もっとも、萩原は早さを保ちつつ正確に解体することが売りの陣平とは対照的に爆弾処理の丁寧さ、慎重さ(暑いからという理由で防護服を脱いでしまう上に爆弾の目の前でタバコを吸い始めるような人間だが爆弾の解体自体は慎重に進めている)が売りなのでそれこそ原作のようにタイマーが復活しない限り失敗はなさそうだが萩原も人間だし、失敗することがあるかもしれないと思うと11月7日でなくても見に行くことを止める気はしなかった。
『ああ。…何か今日は嫌な感じがするからいつも以上に気をつけろよ』
『…了解。行ってくる』陣平の勘が鋭いのは知っていたが、まさか親友に死が近づいていることまで感じ取れるとは……直感スキルでも持っているのか?

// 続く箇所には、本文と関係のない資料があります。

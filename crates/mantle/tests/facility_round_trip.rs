//! Integration test: the full facility surface end to end.
//!
//! Registers a type's layout, instantiates it without running any
//! construction logic, drives its slots through the handle, and exercises
//! the off-heap block operations' round-trip guarantees.

use mantle::prelude::*;

#[repr(C)]
struct Session {
    id: u64,
    flags: u32,
    weight: f64,
    next: *mut (),
}

impl Session {
    /// The constructor the facility must bypass: every field non-zero.
    #[allow(dead_code)]
    fn new() -> Self {
        Self {
            id: 0xDEAD_BEEF,
            flags: 0xFFFF_FFFF,
            weight: 1.0,
            next: std::ptr::NonNull::<()>::dangling().as_ptr(),
        }
    }
}

fn session_registry() -> LayoutRegistry {
    let mut registry = LayoutRegistry::new();
    registry
        .register(mantle::struct_layout!(Session { id, flags, weight, next }))
        .unwrap();
    registry
        .register(TypeLayout::array("f64[]", 0, std::mem::size_of::<f64>()))
        .unwrap();
    registry
}

#[test]
fn instance_fields_are_zero_not_constructed() {
    let handle = Handle::acquire();
    let registry = session_registry();
    let instance = handle
        .allocate_instance(registry.layout("Session").unwrap())
        .unwrap();

    let id = registry.field_offset("Session", "id").unwrap();
    let flags = registry.field_offset("Session", "flags").unwrap();
    let weight = registry.field_offset("Session", "weight").unwrap();
    let next = registry.field_offset("Session", "next").unwrap();

    unsafe {
        assert_eq!(handle.load::<u64>(instance.base(), id), 0);
        assert_eq!(handle.load::<u32>(instance.base(), flags), 0);
        assert_eq!(handle.load::<f64>(instance.base(), weight), 0.0);
        assert!(handle.load_ptr(instance.base(), next).is_null());
    }
}

#[test]
fn slot_access_through_layout_offsets() {
    let handle = Handle::acquire();
    let registry = session_registry();
    let instance = handle
        .allocate_instance(registry.layout("Session").unwrap())
        .unwrap();

    let id = registry.field_offset("Session", "id").unwrap();
    let flags = registry.field_offset("Session", "flags").unwrap();
    let weight = registry.field_offset("Session", "weight").unwrap();

    unsafe {
        handle.store::<u64>(instance.base(), id, 7_000_000_001);
        handle.store_volatile::<u32>(instance.base(), flags, 0b1010);
        handle.store_ordered::<f64>(instance.base(), weight, 2.5);

        assert_eq!(handle.load::<u64>(instance.base(), id), 7_000_000_001);
        assert_eq!(handle.load_volatile::<u32>(instance.base(), flags), 0b1010);
        assert_eq!(handle.load_volatile::<f64>(instance.base(), weight), 2.5);

        // CAS and fetch family through the same offsets.
        assert!(handle.compare_and_swap::<u32>(instance.base(), flags, 0b1010, 0b1111));
        assert!(!handle.compare_and_swap::<u32>(instance.base(), flags, 0b1010, 0));
        assert_eq!(handle.fetch_add::<u64>(instance.base(), id, 1), 7_000_000_001);
        assert_eq!(handle.fetch_set::<u64>(instance.base(), id, 5), 7_000_000_002);
        assert_eq!(handle.load::<u64>(instance.base(), id), 5);
    }
}

#[test]
fn array_slots_through_registry_metadata() {
    let handle = Handle::acquire();
    let registry = session_registry();

    let base_offset = registry.array_base_offset("f64[]").unwrap();
    let scale = registry.array_element_scale("f64[]").unwrap();
    assert!(scale > 0);

    let addr = handle.allocate_zeroed(base_offset + scale * 8).unwrap();
    unsafe {
        for k in 0..8 {
            handle.store::<f64>(
                addr.as_mut_ptr(),
                base_offset + k * scale,
                k as f64 * 0.5,
            );
        }
        for k in 0..8 {
            assert_eq!(
                handle.load::<f64>(addr.as_mut_ptr(), base_offset + k * scale),
                k as f64 * 0.5
            );
        }
        handle.free(addr);
    }
}

#[test]
fn allocation_fill_copy_round_trip() {
    // Allocate 64 bytes, fill with 0xAB, copy into a second block:
    // every byte of the copy must read 0xAB.
    let handle = Handle::acquire();
    let a = handle.allocate(64).unwrap();
    let b = handle.allocate(64).unwrap();
    unsafe {
        assert_eq!(handle.allocated_size(a), 64);
        handle.set_memory(a, 64, 0xAB);
        handle.copy_memory(a, b, 64);
        for k in 0..64 {
            assert_eq!(handle.read_direct::<u8>(b.offset(k)), 0xAB, "byte {k}");
        }
        handle.free(a);
        handle.free(b);
    }
}

#[test]
fn direct_volatile_access_at_raw_addresses() {
    let handle = Handle::acquire();
    let addr = handle.allocate_zeroed(16).unwrap();
    unsafe {
        handle.write_direct_volatile::<u64>(addr, 99);
        assert_eq!(handle.read_direct_volatile::<u64>(addr), 99);
        handle.write_direct::<u32>(addr.offset(8), 7);
        assert_eq!(handle.read_direct::<u32>(addr.offset(8)), 7);
        handle.free(addr);
    }
}

#[test]
fn invalid_requests_fail_with_typed_errors() {
    let handle = Handle::acquire();
    let registry = session_registry();

    // Allocation: zero and absurd sizes are errors, not UB.
    assert!(matches!(
        handle.allocate(0),
        Err(AllocError::InvalidSize { .. })
    ));
    assert!(matches!(
        handle.allocate(usize::MAX),
        Err(AllocError::InvalidSize { .. })
    ));

    // Metadata: unknown names are errors, not crashes.
    assert!(matches!(
        registry.field_offset("Session", "nope"),
        Err(MetadataError::UnknownField { .. })
    ));
    assert!(matches!(
        registry.array_base_offset("Session"),
        Err(MetadataError::NotAnArray { .. })
    ));
    assert!(matches!(
        registry.layout("Ghost"),
        Err(MetadataError::UnknownType { .. })
    ));

    // Instantiation: opaque layouts are not instantiable.
    let mut registry = registry;
    registry.register(TypeLayout::opaque("Abstract")).unwrap();
    assert!(matches!(
        handle.allocate_instance(registry.layout("Abstract").unwrap()),
        Err(InstantiateError::NotInstantiable { .. })
    ));
}

#[test]
fn heap_stats_track_allocations() {
    let handle = Handle::acquire();
    let before = handle.heap_stats();
    let addr = handle.allocate(32).unwrap();
    let mid = handle.heap_stats();
    assert!(mid.total_allocations > before.total_allocations);
    unsafe { handle.free(addr) };
    let after = handle.heap_stats();
    assert!(after.total_frees > before.total_frees);
}

#[test]
fn singleton_identity_across_acquisitions() {
    let a = Handle::acquire();
    let b = Handle::acquire();
    let c = Handle::try_acquire().unwrap();
    assert!(std::ptr::eq(a, b));
    assert!(std::ptr::eq(b, c));
}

もしかしたら、原作でも松田さんは嫌な予感がしていて、だからこそ萩原さんに電話して「さっさと解体しちまえよ」とか「いつものところで待ってるからな」とか早く萩原さんの解体を終わらせようとしていたのかもしれない。揺れる警視庁のアニメを思い出したら涙が…あ、今霊体だから涙出ないな。
「その時は、お前が仇を取ってくれよ」…思い出してる場合じゃなかった!萩原、その台詞死亡フラグだから!死亡フラグ立てるんじゃねェ!立てるなら生存フラグにして……というかその仇を取ってくれ発言が松田さんが萩原さんの仇を取ることに執着する一因になっている気がするんだよなー…本人は軽い気持ちで言ったのかもしれないけど。